Lead Research Organisation: University of Nottingham
Department Name: Faculty of Engineering

Abstract

Traditional heavy duty IC engines utilise liquid or gaseous hydrocarbon fuels, with only c.35% of the energy in the fuel converted in to useful work. The by-products of combustion include soot and NOx, both harmful to health. Significant attention is now being paid to zero tailpipe emission electric vehicles.

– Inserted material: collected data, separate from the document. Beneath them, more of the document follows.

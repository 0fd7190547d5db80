//! Averaged fps measurement for one scenario at one revision.

use std::path::{Path, PathBuf};

use benchdiff_core::{
    BenchError, BenchmarkScenario, HarnessConfig, MetricAggregate, MetricSample, Revision,
};
use benchdiff_tools::max_peak;

use crate::launcher::{Invocation, Launcher};
use crate::metrics::{clear_metrics, read_metrics};

/// Flag telling the executable where to write its metrics.
pub const METRICS_FLAG: &str = "-b";

/// Runs the executable under test and averages its reported fps.
pub struct MetricRunner<'a, L> {
    config: &'a HarnessConfig,
    launcher: L,
}

impl<'a, L: Launcher> MetricRunner<'a, L> {
    pub fn new(config: &'a HarnessConfig, launcher: L) -> Self {
        MetricRunner { config, launcher }
    }

    /// Where this scenario's metrics file is read from.
    pub fn metrics_path(&self, scenario: &BenchmarkScenario) -> PathBuf {
        self.config.working_dir.join(scenario.metrics_file_name())
    }

    /// Build the command line for `scenario`.
    ///
    /// The metrics path is passed relative to the working directory, which is
    /// also the child's current directory.
    pub fn invocation(&self, scenario: &BenchmarkScenario) -> Invocation {
        let mut args = Vec::with_capacity(self.config.baseline_args.len() + scenario.args.len() + 2);
        args.extend(self.config.baseline_args.iter().cloned());
        args.extend(scenario.args.iter().cloned());
        args.push(METRICS_FLAG.to_string());
        args.push(scenario.metrics_file_name());

        Invocation {
            program: self.config.executable.clone(),
            args,
            working_dir: self.config.working_dir.clone(),
            timeout: self.config.timeout,
        }
    }

    /// Warm up, then average `run_count` measured invocations.
    ///
    /// Any process or metrics failure aborts the measurement. The metrics
    /// file is removed afterwards so nothing is left in the working tree.
    pub fn run(
        &mut self,
        scenario: &BenchmarkScenario,
        revision: &Revision,
    ) -> Result<MetricAggregate, BenchError> {
        let metrics_path = self.metrics_path(scenario);
        let result = self.measure(scenario, revision, &metrics_path);
        if let Err(err) = clear_metrics(&metrics_path) {
            tracing::warn!(
                component = "runner",
                scenario = %scenario.name,
                error = %err,
                "cannot remove metrics file"
            );
        }
        result
    }

    fn measure(
        &mut self,
        scenario: &BenchmarkScenario,
        revision: &Revision,
        metrics_path: &Path,
    ) -> Result<MetricAggregate, BenchError> {
        let invocation = self.invocation(scenario);

        for warmup in 0..self.config.warmup_runs {
            clear_metrics(metrics_path)?;
            let outcome = self.launcher.launch(&invocation)?;
            tracing::debug!(
                component = "runner",
                scenario = %scenario.name,
                revision = %revision,
                warmup = warmup + 1,
                elapsed_ms = outcome.elapsed.as_millis() as u64,
                "warmup run finished"
            );
        }

        let mut samples: Vec<MetricSample> = Vec::with_capacity(self.config.run_count);
        let mut peak_rss_bytes = None;
        for run in 0..self.config.run_count {
            clear_metrics(metrics_path)?;
            let outcome = self.launcher.launch(&invocation)?;
            let sample = read_metrics(metrics_path)?;
            tracing::info!(
                component = "runner",
                scenario = %scenario.name,
                revision = %revision,
                run = run + 1,
                fps = sample.fps,
                elapsed_ms = outcome.elapsed.as_millis() as u64,
                "measured run finished"
            );
            peak_rss_bytes = max_peak(peak_rss_bytes, outcome.peak_rss_bytes);
            samples.push(sample);
        }

        MetricAggregate::from_samples(&samples, peak_rss_bytes).ok_or_else(|| {
            BenchError::InvalidInput("run count must be greater than zero".to_string())
        })
    }
}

However, recent life cycle analysis has shown it can take up to 10 years to break even in terms of equivalent CO2 to a modern diesel engine in a family sized passenger car (with considerable CO2 associated with battery production). The IC engine costs approximately 10% the capital cost of an electric powertrain for such a passenger car. In trucks the outlook is staggering, with battery costs of several hundreds of thousands of US dollars in the Tesla Semi. Fuel cells provide an alternative but cannot yet sustain the required degree of transient operation.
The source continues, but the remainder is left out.